(Stored items)
[Start of Attachment]
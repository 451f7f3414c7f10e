//! Delete Account Use Case
//!
//! request (code mailed) → verify (code for delete token) → confirm (user
//! enters the grace period, sessions revoked). Cancel restores the account
//! while the grace period runs.

use std::sync::Arc;

use chrono::{DateTime, Utc};
use platform::mailer::{Email as Mail, Mailer};

use crate::domain::entity::delete_request::{DeleteRequest, FailedAttempt};
use crate::domain::entity::user::User;
use crate::domain::repository::{AuthSessionRepository, DeleteRequestRepository, UserRepository};
use crate::error::{AuthError, AuthResult};

pub struct DeleteAccountUseCase<U, S, D>
where
    U: UserRepository,
    S: AuthSessionRepository,
    D: DeleteRequestRepository,
{
    user_repo: Arc<U>,
    session_repo: Arc<S>,
    request_repo: Arc<D>,
    mailer: Mailer,
}

impl<U, S, D> DeleteAccountUseCase<U, S, D>
where
    U: UserRepository,
    S: AuthSessionRepository,
    D: DeleteRequestRepository,
{
    pub fn new(user_repo: Arc<U>, session_repo: Arc<S>, request_repo: Arc<D>, mailer: Mailer) -> Self {
        Self {
            user_repo,
            session_repo,
            request_repo,
            mailer,
        }
    }

    /// Mail a fresh code; returns its expiry
    pub async fn request(&self, user: &User) -> AuthResult<DateTime<Utc>> {
        let now = Utc::now();
        if let Some(existing) = self.request_repo.find_delete_request(&user.user_id).await? {
            if existing.blocks_resend_at(now) {
                return Err(AuthError::Cooldown);
            }
        }

        let (request, code) = DeleteRequest::new(user.user_id, user.email.as_str().to_string(), now);
        self.request_repo.save_delete_request(&request).await?;

        let mail = Mail::new(
            &request.email,
            "Confirm account deletion",
            format!(
                "Your account deletion code is {code}.\n\nIt expires in {} minutes. If you did not ask to delete your account, change your password.",
                DeleteRequest::CODE_TTL_MINUTES
            ),
        );
        if let Err(e) = self.mailer.send(&mail).await {
            tracing::error!(error = %e, public_id = %user.public_id, "Deletion code email not sent");
            self.request_repo.remove_delete_request(&user.user_id).await?;
            return Err(AuthError::Internal("Could not deliver the code".to_string()));
        }

        tracing::info!(public_id = %user.public_id, "Account deletion requested");
        Ok(request.expires_at)
    }

    /// Exchange the mailed code for a delete token. Attempts are counted
    /// by the store, so parallel guesses each use up one of the five.
    pub async fn verify(&self, user: &User, code: &str) -> AuthResult<String> {
        let now = Utc::now();
        let request = self
            .request_repo
            .find_delete_request(&user.user_id)
            .await?
            .ok_or(AuthError::TokenGone)?;

        if request.is_expired_at(now) {
            self.request_repo
                .discard_delete_request(request.request_id)
                .await?;
            return Err(AuthError::TokenGone);
        }

        if request.matches_code(code) {
            let (token, token_hash) = DeleteRequest::new_delete_token();
            let stored = self
                .request_repo
                .mark_delete_verified(request.request_id, &token_hash, now)
                .await?;
            if !stored {
                return Err(AuthError::TokenGone);
            }
            tracing::info!(public_id = %user.public_id, "Account deletion verified");
            return Ok(token);
        }

        let attempts = self
            .request_repo
            .record_delete_attempt(request.request_id, now)
            .await?
            .ok_or(AuthError::TokenGone)?;

        match DeleteRequest::after_failed_attempt(attempts) {
            FailedAttempt::Wrong { remaining } => {
                tracing::warn!(public_id = %user.public_id, remaining, "Wrong deletion code");
                Err(AuthError::InvalidCode)
            }
            FailedAttempt::Exhausted => {
                self.request_repo
                    .discard_delete_request(request.request_id)
                    .await?;
                tracing::warn!(public_id = %user.public_id, "Deletion code attempts exhausted");
                Err(AuthError::TooManyAttempts)
            }
        }
    }

    /// Schedule the deletion; returns the purge date
    pub async fn confirm(&self, user: &User, delete_token: &str) -> AuthResult<DateTime<Utc>> {
        let now = Utc::now();
        let request = self
            .request_repo
            .find_delete_request(&user.user_id)
            .await?
            .filter(|r| !r.is_expired_at(now))
            .ok_or(AuthError::TokenGone)?;

        if !request.verified {
            return Err(AuthError::DeletionNotVerified);
        }
        if !request.accepts_delete_token(delete_token) {
            return Err(AuthError::InvalidDeleteToken);
        }

        let mut user = user.clone();
        let scheduled_for = user.schedule_deletion(now);
        self.user_repo.update_user(&user).await?;
        self.request_repo.remove_delete_request(&user.user_id).await?;
        let revoked = self
            .session_repo
            .delete_sessions_for_user(&user.user_id, None)
            .await?;

        tracing::info!(
            public_id = %user.public_id,
            scheduled_for = %scheduled_for,
            sessions_revoked = revoked,
            "Account deletion scheduled"
        );
        Ok(scheduled_for)
    }

    pub async fn cancel(&self, user: &User) -> AuthResult<()> {
        let mut user = user.clone();
        if !user.cancel_deletion() {
            return Err(AuthError::NotPendingDeletion);
        }
        self.user_repo.update_user(&user).await?;
        self.request_repo.remove_delete_request(&user.user_id).await?;
        tracing::info!(public_id = %user.public_id, "Account deletion cancelled");
        Ok(())
    }
}
//! Outbound email
//!
//! Transactional mail (verification links, MFA bootstrap tokens, deletion
//! codes) goes through one [`Mailer`]. Development logs messages instead of
//! sending them; tests capture them in memory.

use std::sync::{Arc, Mutex};
use std::time::Duration;

use serde::Serialize;
use thiserror::Error;

use crate::env;

const BREVO_ENDPOINT: &str = "https://api.brevo.com/v3/smtp/email";
const RESEND_ENDPOINT: &str = "https://api.resend.com/emails";
const USER_AGENT: &str = "permit-platform/0.1";

/// One plain-text message
#[derive(Debug, Clone, PartialEq, Eq)]
pub struct Email {
    pub to: String,
    pub subject: String,
    pub text: String,
}

impl Email {
    pub fn new(to: impl Into<String>, subject: impl Into<String>, text: impl Into<String>) -> Self {
        Self {
            to: to.into(),
            subject: subject.into(),
            text: text.into(),
        }
    }
}

#[derive(Debug, Error)]
pub enum MailError {
    #[error("Mail transport is misconfigured: {0}")]
    Config(String),

    #[error("Mail request failed: {0}")]
    Transport(#[from] reqwest::Error),

    #[error("Mail provider rejected the message (status={status}): {body}")]
    Rejected { status: u16, body: String },
}

#[derive(Clone)]
pub enum Mailer {
    /// Writes messages to the log
    Log,
    Brevo(HttpTransport),
    Resend(HttpTransport),
    /// Keeps messages for inspection
    Memory(Arc<Mutex<Vec<Email>>>),
}

#[derive(Clone)]
pub struct HttpTransport {
    client: reqwest::Client,
    api_key: String,
    sender: String,
}

#[derive(Serialize)]
#[serde(rename_all = "camelCase")]
struct BrevoAddress<'a> {
    email: &'a str,
}

#[derive(Serialize)]
#[serde(rename_all = "camelCase")]
struct BrevoBody<'a> {
    sender: BrevoAddress<'a>,
    to: Vec<BrevoAddress<'a>>,
    subject: &'a str,
    text_content: &'a str,
}

#[derive(Serialize)]
struct ResendBody<'a> {
    from: &'a str,
    to: Vec<&'a str>,
    subject: &'a str,
    text: &'a str,
}

impl Mailer {
    /// `EMAIL_API_PROVIDER`, `EMAIL_API_KEY`, `EMAIL_SENDER`
    pub fn from_env() -> Result<Self, MailError> {
        let provider = env::var("EMAIL_API_PROVIDER").unwrap_or_else(|| "log".to_string());
        Self::from_parts(
            &provider,
            env::var("EMAIL_API_KEY"),
            env::var("EMAIL_SENDER"),
        )
    }

    pub fn from_parts(
        provider: &str,
        api_key: Option<String>,
        sender: Option<String>,
    ) -> Result<Self, MailError> {
        let provider = provider.trim().to_ascii_lowercase();
        if provider == "log" {
            return Ok(Mailer::Log);
        }

        let api_key =
            api_key.ok_or_else(|| MailError::Config(format!("{provider} needs EMAIL_API_KEY")))?;
        let sender =
            sender.ok_or_else(|| MailError::Config(format!("{provider} needs EMAIL_SENDER")))?;
        let client = reqwest::Client::builder()
            .timeout(Duration::from_secs(10))
            .user_agent(USER_AGENT)
            .build()?;
        let transport = HttpTransport {
            client,
            api_key,
            sender,
        };

        match provider.as_str() {
            "brevo" => Ok(Mailer::Brevo(transport)),
            "resend" => Ok(Mailer::Resend(transport)),
            other => Err(MailError::Config(format!("unknown provider `{other}`"))),
        }
    }

    /// In-memory mailer plus a handle on its outbox
    pub fn memory() -> (Self, Arc<Mutex<Vec<Email>>>) {
        let outbox = Arc::new(Mutex::new(Vec::new()));
        (Mailer::Memory(outbox.clone()), outbox)
    }

    pub fn transport_name(&self) -> &'static str {
        match self {
            Mailer::Log => "log",
            Mailer::Brevo(_) => "brevo",
            Mailer::Resend(_) => "resend",
            Mailer::Memory(_) => "memory",
        }
    }

    pub async fn send(&self, email: &Email) -> Result<(), MailError> {
        match self {
            Mailer::Log => {
                tracing::info!(
                    to = %email.to,
                    subject = %email.subject,
                    body = %email.text,
                    "Email (log transport)"
                );
                Ok(())
            }
            Mailer::Memory(outbox) => {
                if let Ok(mut outbox) = outbox.lock() {
                    outbox.push(email.clone());
                }
                Ok(())
            }
            Mailer::Brevo(t) => {
                let body = BrevoBody {
                    sender: BrevoAddress { email: &t.sender },
                    to: vec![BrevoAddress { email: &email.to }],
                    subject: &email.subject,
                    text_content: &email.text,
                };
                let resp = t
                    .client
                    .post(BREVO_ENDPOINT)
                    .header("api-key", &t.api_key)
                    .json(&body)
                    .send()
                    .await?;
                check_status(resp).await
            }
            Mailer::Resend(t) => {
                let body = ResendBody {
                    from: &t.sender,
                    to: vec![&email.to],
                    subject: &email.subject,
                    text: &email.text,
                };
                let resp = t
                    .client
                    .post(RESEND_ENDPOINT)
                    .bearer_auth(&t.api_key)
                    .json(&body)
                    .send()
                    .await?;
                check_status(resp).await
            }
        }
    }
}

async fn check_status(resp: reqwest::Response) -> Result<(), MailError> {
    let status = resp.status();
    if status.is_success() {
        return Ok(());
    }
    let body = resp.text().await.unwrap_or_default();
    Err(MailError::Rejected {
        status: status.as_u16(),
        body,
    })
}

impl std::fmt::Debug for Mailer {
    fn fmt(&self, f: &mut std::fmt::Formatter<'_>) -> std::fmt::Result {
        f.debug_tuple("Mailer").field(&self.transport_name()).finish()
    }
}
[End of Attachment]
◆ Your assignment ◆
Wherever "DateTime" occurs in the entries above, copy the line it sits on.

◆ Exercise response ◆
use chrono::{DateTime, Utc};
    pub async fn request(&self, user: &User) -> AuthResult<DateTime<Utc>> {
    pub async fn confirm(&self, user: &User, delete_token: &str) -> AuthResult<DateTime<Utc>> {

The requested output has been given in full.